On a similar note, here’s an article from the Pittsburgh Post-Gazette on the 120th anniversary of the first Carengie Library to be built in Braddock, Pennsylvania.
Pittsburgh’s first Carnegie, in my adopted neighborhood of Lawrenceville, was on a recently proposed list of closures, but seems to have been spared for now. I love this vintage neighborhood library, with its (apparently) original shelving and fixtures. With some money (that’s always the catch), it could be an incredible landmark and probably an even more valuable community resource.
On Airports

A great thing about having lots of credit at the local used book emporium is that you sometimes take a chance on a book you might not have grabbed if you’d had to pay cash for it. This one is a good example that I picked up last night. Apparently, it even comes with its own website (one that really annoyingly tries to resize your browser window when you launch it).
Interestingly enough, I was reading coverage last year about the reopening of Eero Saarinen’s TWA Terminal at Idlewild Kennedy and have really been itching to see it, even if the renovation was less than desirable, and also involved the demolition of an important part of the structure.
Mmmm. Bound Periodicals.
Latest addition to the ever-growing library at our house: the complete run of Progressive Architecture from 1953 to about 1990, and the complete Architectural Record from 1950 to 1969. These gems were picked up at the Forsyth County Public Library’s recent book sale, and I assure you we paid nowhere near $3000 for either set. The purchase required us to invest in four new six-foot bookshelves, bringing the total in our library to ten, plus four additional three-foot shelves in another room, for fiction.
Excessive? You be the judge. I have too much reading to do. I have to admit that it disturbs me to find that these items are still in the library’s online catalogue, even though they are very much in my house and likely to stay there.
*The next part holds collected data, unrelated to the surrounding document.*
use std::future::Future;
use std::pin::Pin;
use std::sync::Arc;
use std::task::{Context, Poll};

use axum::http::{HeaderName, HeaderValue, Request, Response};
use tower::{Layer, Service};

use super::Config;

const HSTS_VALUE: &str = "max-age=31536000; includeSubDomains";

/// Headers attached to every API response.
const BASE_HEADERS: [(&str, &str); 6] = [
    ("x-content-type-options", "nosniff"),
    ("x-frame-options", "DENY"),
    ("x-xss-protection", "1; mode=block"),
    ("content-security-policy", "default-src 'none'; frame-ancestors 'none'"),
    ("referrer-policy", "strict-origin-when-cross-origin"),
    ("permissions-policy", "geolocation=(), microphone=(), camera=()"),
];

type HeaderList = Arc<[(HeaderName, HeaderValue)]>;

#[derive(Clone)]
pub struct SecurityHeadersLayer {
    headers: HeaderList,
}

impl SecurityHeadersLayer {
    pub fn new(include_hsts: bool) -> Self {
        let mut headers: Vec<(HeaderName, HeaderValue)> = BASE_HEADERS
            .iter()
            .map(|&(name, value)| {
                (HeaderName::from_static(name), HeaderValue::from_static(value))
            })
            .collect();

        // HSTS only makes sense behind HTTPS
        if include_hsts {
            headers.push((
                HeaderName::from_static("strict-transport-security"),
                HeaderValue::from_static(HSTS_VALUE),
            ));
        }

        Self {
            headers: headers.into(),
        }
    }

    pub fn includes_hsts(&self) -> bool {
        self.headers
            .iter()
            .any(|(name, _)| name.as_str() == "strict-transport-security")
    }
}

impl<S> Layer<S> for SecurityHeadersLayer {
    type Service = SecurityHeadersService<S>;

    fn layer(&self, inner: S) -> Self::Service {
        SecurityHeadersService {
            inner,
            headers: self.headers.clone(),
        }
    }
}

#[derive(Clone)]
pub struct SecurityHeadersService<S> {
    inner: S,
    headers: HeaderList,
}

impl<S, ReqBody, ResBody> Service<Request<ReqBody>> for SecurityHeadersService<S>
where
    S: Service<Request<ReqBody>, Response = Response<ResBody>>,
{
    type Response = S::Response;
    type Error = S::Error;
    type Future = SecurityHeadersFuture<S::Future>;

    fn poll_ready(&mut self, cx: &mut Context<'_>) -> Poll<Result<(), Self::Error>> {
        self.inner.poll_ready(cx)
    }

    fn call(&mut self, request: Request<ReqBody>) -> Self::Future {
        SecurityHeadersFuture {
            future: self.inner.call(request),
            headers: self.headers.clone(),
        }
    }
}

#[pin_project::pin_project]
pub struct SecurityHeadersFuture<F> {
    #[pin]
    future: F,
    headers: HeaderList,
}

impl<F, ResBody, E> Future for SecurityHeadersFuture<F>
where
    F: Future<Output = Result<Response<ResBody>, E>>,
{
    type Output = Result<Response<ResBody>, E>;

    fn poll(self: Pin<&mut Self>, cx: &mut Context<'_>) -> Poll<Self::Output> {
        let this = self.project();

        match this.future.poll(cx) {
            Poll::Ready(Ok(mut response)) => {
                let target = response.headers_mut();
                for (name, value) in this.headers.iter() {
                    target.insert(name.clone(), value.clone());
                }
                Poll::Ready(Ok(response))
            }
            other => other,
        }
    }
}

pub fn create_security_headers_layer(config: &Config) -> SecurityHeadersLayer {
    if config.production {
        tracing::info!("Security: HSTS header enabled (production mode)");
    } else {
        tracing::info!("Security: HSTS header disabled (development mode)");
    }

    SecurityHeadersLayer::new(config.production)
}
Speaking of libraries (which I do a lot of lately), I start work tomorrow as a volunteer on a digitization project at the Greensboro Public Library. I’ll be scanning and cataloguing newspaper microfilm on the Greensboro sit-ins and other civil rights era stories. Should be interesting, and it will make nice resume fodder as well.
Endangered Durham
Endangered Durham is the kind of website I live for: the author is trying to document pretty much every piece of property in downtown Durham, over time and with vintage and current photos. This is the sort of obsessive mission the web is supposed to be all about, dang it.